FOR THE FIRST TIME in decades, there will be no jazz on Fillmore Street this Fourth of July weekend.
The annual Fillmore Jazz Festival has been canceled due to the coronavirus and the ban on large gatherings of people.
“Sister! I just want to cry because there’s no festival this weekend,” said jazz vocalist Kim Nalley, who got her start on Fillmore Street and has been a perennial headliner at the festival. “It doesn’t even seem like the Fourth of July without the Fillmore Jazz Festival. I can barely remember when I haven’t sung at this festival.”
Jason Olaine, the festival’s artistic director for the last decade — and also the director of programming and touring at Jazz at Lincoln Center in New York — also lamented the cancellation of this year’s event.

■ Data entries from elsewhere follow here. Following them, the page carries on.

//! Grading result model

use serde::{Deserialize, Serialize};

use super::CaptureSlot;

/// Label used when one or more captures are missing
pub const INCOMPLETE_LABEL: &str = "Incomplete capture";

/// The four PSA-style sub-scores, each in `[0, 10]`
#[derive(Debug, Clone, Copy, PartialEq, Default, Serialize, Deserialize)]
pub struct SubScores {
    /// Border centering
    pub centering: f64,
    /// Corner sharpness
    pub corners: f64,
    /// Edge condition
    pub edges: f64,
    /// Surface condition
    pub surface: f64,
}

impl SubScores {
    /// All four scores zero
    #[must_use]
    pub const fn zero() -> Self {
        Self {
            centering: 0.0,
            corners: 0.0,
            edges: 0.0,
            surface: 0.0,
        }
    }

    /// Scores paired with their category names, in category order
    #[must_use]
    pub const fn categories(&self) -> [(&'static str, f64); 4] {
        [
            ("centering", self.centering),
            ("corners", self.corners),
            ("edges", self.edges),
            ("surface", self.surface),
        ]
    }
}

/// A grade estimate. Built once, never modified.
#[derive(Debug, Clone, PartialEq, Serialize, Deserialize)]
pub struct GradingResult {
    /// Human-readable predicted grade, e.g. "Likely PSA 9 (model estimate ~9.0)"
    pub predicted_grade: String,
    /// Per-category scores
    pub sub_scores: SubScores,
    /// Advisory notes, never empty
    pub notes: Vec<String>,
    /// Slots that were missing when the estimate ran
    #[serde(default, skip_serializing_if = "Vec::is_empty")]
    pub missing: Vec<CaptureSlot>,
}

impl GradingResult {
    /// Whether this result is the incomplete-capture outcome
    #[must_use]
    pub fn is_incomplete(&self) -> bool {
        !self.missing.is_empty()
    }
}

/// Discrete grade tier, ordered from worst to best
#[derive(Debug, Clone, Copy, PartialEq, Eq, PartialOrd, Ord, Hash, Serialize, Deserialize)]
pub enum GradeBand {
    /// Below 6
    Psa5OrLower,
    /// `[6, 7)`
    Psa6,
    /// `[7, 8)`
    Psa7,
    /// `[8, 9)`
    Psa8,
    /// `[9, 9.5)`
    Psa9,
    /// 9.5 and above
    Psa10,
}

impl GradeBand {
    /// Band for a (rounded) composite score
    #[must_use]
    pub fn from_score(score: f64) -> Self {
        if score >= 9.5 {
            Self::Psa10
        } else if score >= 9.0 {
            Self::Psa9
        } else if score >= 8.0 {
            Self::Psa8
        } else if score >= 7.0 {
            Self::Psa7
        } else if score >= 6.0 {
            Self::Psa6
        } else {
            Self::Psa5OrLower
        }
    }

    /// Band text
    #[must_use]
    pub const fn label(self) -> &'static str {
        match self {
            Self::Psa10 => "Likely PSA 10",
            Self::Psa9 => "Likely PSA 9",
            Self::Psa8 => "Likely PSA 8",
            Self::Psa7 => "Likely PSA 7",
            Self::Psa6 => "Likely PSA 6",
            Self::Psa5OrLower => "Likely PSA 5 or lower",
        }
    }
}

impl std::fmt::Display for GradeBand {
    fn fmt(&self, f: &mut std::fmt::Formatter<'_>) -> std::fmt::Result {
        f.write_str(self.label())
    }
}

“We will miss — terribly — the mass of humanity in all its colors and generations, tastes and sounds, that make up the Fillmore Jazz Festival,” Olaine said. “We take solace in knowing that when we do come back, we’ll all be safe and strong and seriously ready to party. That will be quite a weekend — when we can all truly embrace one another without fear and dance all day.”

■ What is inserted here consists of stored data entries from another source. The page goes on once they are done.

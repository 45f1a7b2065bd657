//! Wizard steps
//!
//! Four strictly ordered steps: three captures followed by a review.

use serde::{Deserialize, Serialize};

use super::{CaptureError, CaptureSlot};

/// A step of the capture wizard
#[derive(
    Debug, Clone, Copy, PartialEq, Eq, PartialOrd, Ord, Hash, Default, Serialize, Deserialize,
)]
#[serde(rename_all = "snake_case")]
pub enum WizardStep {
    /// Capture the front, top-down
    #[default]
    FrontTop,
    /// Capture the back, top-down
    BackTop,
    /// Capture the front at an angle
    FrontAngle,
    /// Review captures and run the estimate
    Review,
}

impl WizardStep {
    /// All steps in wizard order
    pub const ALL: [Self; 4] = [Self::FrontTop, Self::BackTop, Self::FrontAngle, Self::Review];

    /// Zero-based position in the wizard
    #[must_use]
    pub const fn index(self) -> usize {
        match self {
            Self::FrontTop => 0,
            Self::BackTop => 1,
            Self::FrontAngle => 2,
            Self::Review => 3,
        }
    }

    /// The step after this one; `None` from review
    #[must_use]
    pub const fn next(self) -> Option<Self> {
        match self {
            Self::FrontTop => Some(Self::BackTop),
            Self::BackTop => Some(Self::FrontAngle),
            Self::FrontAngle => Some(Self::Review),
            Self::Review => None,
        }
    }

    /// The step before this one; `None` from the first step
    #[must_use]
    pub const fn previous(self) -> Option<Self> {
        match self {
            Self::FrontTop => None,
            Self::BackTop => Some(Self::FrontTop),
            Self::FrontAngle => Some(Self::BackTop),
            Self::Review => Some(Self::FrontAngle),
        }
    }

    /// The slot this step captures, if any
    #[must_use]
    pub const fn slot(self) -> Option<CaptureSlot> {
        match self {
            Self::FrontTop => Some(CaptureSlot::FrontTop),
            Self::BackTop => Some(CaptureSlot::BackTop),
            Self::FrontAngle => Some(CaptureSlot::FrontAngle),
            Self::Review => None,
        }
    }

    /// Stable identifier
    #[must_use]
    pub const fn id(self) -> &'static str {
        match self {
            Self::FrontTop => "front_top",
            Self::BackTop => "back_top",
            Self::FrontAngle => "front_angle",
            Self::Review => "review",
        }
    }

    /// Stepper label ("Step 1" .. "Step 4")
    #[must_use]
    pub const fn label(self) -> &'static str {
        match self {
            Self::FrontTop => "Step 1",
            Self::BackTop => "Step 2",
            Self::FrontAngle => "Step 3",
            Self::Review => "Step 4",
        }
    }

    /// Short stepper caption
    #[must_use]
    pub const fn short_name(self) -> &'static str {
        match self {
            Self::FrontTop => "Front (Top)",
            Self::BackTop => "Back (Top)",
            Self::FrontAngle => "Front (Angled)",
            Self::Review => "Review",
        }
    }

    /// One-line heading shown while the step is active
    #[must_use]
    pub const fn description(self) -> &'static str {
        match self {
            Self::FrontTop => "Front - top-down (phone parallel to the card).",
            Self::BackTop => "Back - top-down (same framing & angle).",
            Self::FrontAngle => "Front - angled (~20-30\u{b0} tilt for surface).",
            Self::Review => "Review captures & run PSA-style grade estimate.",
        }
    }

    /// Photographing guidance for the step
    #[must_use]
    pub const fn instructions(self) -> &'static str {
        match self {
            Self::FrontTop => {
                "Place the card on a flat, non-glossy surface. Hold your phone parallel to the \
                 card in a top-down position, ensuring the entire card is visible and in focus."
            },
            Self::BackTop => {
                "Flip the card over to show the back. Keep the same top-down angle and framing \
                 as the front photo. Ensure the card is flat and the entire back is visible."
            },
            Self::FrontAngle => {
                "Tilt your phone to a 20-30\u{b0} angle to capture the card's surface details \
                 and depth. Focus on corners and edges to show any wear or imperfections."
            },
            Self::Review => {
                "Check your captures, then run the grade estimate. For best results, the card \
                 should fill most of the frame and be in sharp focus."
            },
        }
    }
}

impl std::fmt::Display for WizardStep {
    fn fmt(&self, f: &mut std::fmt::Formatter<'_>) -> std::fmt::Result {
        f.write_str(self.id())
    }
}

impl std::str::FromStr for WizardStep {
    type Err = CaptureError;

    fn from_str(s: &str) -> Result<Self, Self::Err> {
        let normalized = s.trim().to_lowercase().replace('-', "_");
        match normalized.as_str() {
            "review" | "4" => Ok(Self::Review),
            "1" => Ok(Self::FrontTop),
            "2" => Ok(Self::BackTop),
            "3" => Ok(Self::FrontAngle),
            _ => normalized
                .parse::<CaptureSlot>()
                .map(Self::from)
                .map_err(|_| CaptureError::UnknownStep(s.trim().to_string())),
        }
    }
}

impl From<CaptureSlot> for WizardStep {
    fn from(slot: CaptureSlot) -> Self {
        match slot {
            CaptureSlot::FrontTop => Self::FrontTop,
            CaptureSlot::BackTop => Self::BackTop,
            CaptureSlot::FrontAngle => Self::FrontAngle,
        }
    }
}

The festival was begun in 1986 as a way to keep jazz alive on Fillmore Street, once a thriving mecca of music known during the ’40s and ’50s as the Harlem of the West. Most of its clubs and joints were lost during the 1960s as part of an ambitious but ultimately misguided redevelopment plan, which bulldozed large swaths of the neighborhood.
The annual jazzfest began as a modest street fair called “Jazz and All That Art on Fillmore” and sponsored by the Fillmore Merchants Association. It was spurred by the self-proclaimed Mayor of Fillmore Street, Ruth Dewson, longtime proprietor of Mrs. Dewson’s Hats. She recalled approaching promoter Terry Pimsleur, who had earlier started the Union Street Festival, about creating a similar street fair on Fillmore, where new businesses were opening and trying to improve the struggling commercial strip. But she was rebuffed, told there weren’t enough people or merchants on Fillmore at that time to make a street fair successful.
“I told her, ‘Honey, you got one of me, that’s enough,’” Dewson recalled in 2011. “Right from the beginning, it was a success.”
After being held the first two years in the fall, the festival moved to the weekend nearest the Fourth of July. It has remained there since, until this year. It was expanded and renamed the Fillmore Jazz Festival in 1999, and grew with the neighborhood into the largest free jazz festival on the west coast, drawing more than 100,000 people and shutting down Fillmore from Jackson to Eddy Streets.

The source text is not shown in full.